Fig. 5.

Loss of membrane binding in the UNC-13 C-terminal domain does not impact nervous system function. (A) Average paralysis time course on 1 mM aldicarb for WT (black), ILL/AAA triple substitution mutant (AAA, orange), and artificial alpha helix substitution (hsHC2M, red) with the predicted AAA substitution location based on HC2M model (Inset). (B) Paralysis after 120 min for the same three strains as well as strains lacking either C2C (ΔC2C, cyan) or MCT (ΔMCT, green). (C) Tonic EPSCs were recorded from body wall muscle of adult worms in 1 mM external Ca²⁺. mEPSC traces from WT (black), AAA mutant (orange), and hsHC2M (red). Average of the frequency (D) and amplitude (E) of the mEPSCs from the same genotypes. (F) Representative stimulus-evoked EPSCs for WT (black), AAA (orange), and hsHC2M (red).
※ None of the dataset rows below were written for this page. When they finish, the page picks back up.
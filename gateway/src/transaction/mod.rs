//! # Transactions
//!
//! From caller JSON to signed wire bytes:
//!
//! ```text
//! TransactionRequest ─parse─► ParsedRequest ─(+ gas, nonce)─► UnsignedTransaction ─sign─► SignedTransaction
//!                                                                     │
//!                                                                     └─► CandidateTransaction (policy view)
//! ```
//!
//! Only legacy (type 0) transactions are produced. Callers pay with a
//! single `gasPrice`, and a retry is just "same nonce, higher gasPrice",
//! which maps directly onto the pending pool's replacement rule.

pub mod signing;
pub mod types;

pub use signing::{SignError, SignedTransaction, TransactionSigner};
pub use types::{
    decode_data, parse_address, parse_gas_price, parse_value, CandidateTransaction, ParsedRequest,
    TransactionRequest, UnsignedTransaction,
};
Average EPSC peak amplitude (G) and cumulative charge transfer (H) for the same three genotypes. (I) First predicted alpha helix in MCT and a plot of the predicted alpha helicity for the WT helix (black) and artificial alpha helix substitution (red) using Agadir (68). (Inset) CD spectra for WT HC2M (black), AAA (orange), and hsHC2M (red). Strains: N2, JSD1193, JSD1200, JSD1288, and JSD1311.